The problem: Reproduce exactly the line that includes "(from != to).then(||" and all lines after it, ending with the last line of the data.

[Dataset entries]
◇ ◇ ◇ ◇
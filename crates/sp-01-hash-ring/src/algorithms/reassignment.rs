//! # Reassignment Diff
//!
//! Which keys change owner between two ring states.

use crate::domain::{OwnerId, RingSnapshot};

/// A key whose owner differs between two snapshots.
#[derive(Clone, Debug, PartialEq, Eq)]
pub struct MovedKey {
    /// The business key.
    pub key: String,
    /// Owner before the change (`None` if the old ring was empty).
    pub from: Option<OwnerId>,
    /// Owner after the change (`None` if the new ring is empty).
    pub to: Option<OwnerId>,
}

/// List the keys in `keys` whose owner changed from `before` to `after`.
///
/// Both snapshots must have been built with the same hash function.
pub fn moved_keys<'a, I, F>(
    before: &RingSnapshot,
    after: &RingSnapshot,
    keys: I,
    hash_fn: F,
) -> Vec<MovedKey>
where
    I: IntoIterator<Item = &'a str>,
    F: Fn(&[u8]) -> u32,
{
    keys.into_iter()
        .filter_map(|key| {
            let hash = hash_fn(key.as_bytes());
            let from = before.owner_for_hash(hash);
            let to = after.owner_for_hash(hash);
            (from != to).then(|| MovedKey {
                key: key.to_string(),
                from: from.cloned(),
                to: to.cloned(),
            })
        })
        .collect()
}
◇ ◇ ◇ ◇
Result for this task:
            (from != to).then(|| MovedKey {
                key: key.to_string(),
                from: from.cloned(),
                to: to.cloned(),
            })
        })
        .collect()
}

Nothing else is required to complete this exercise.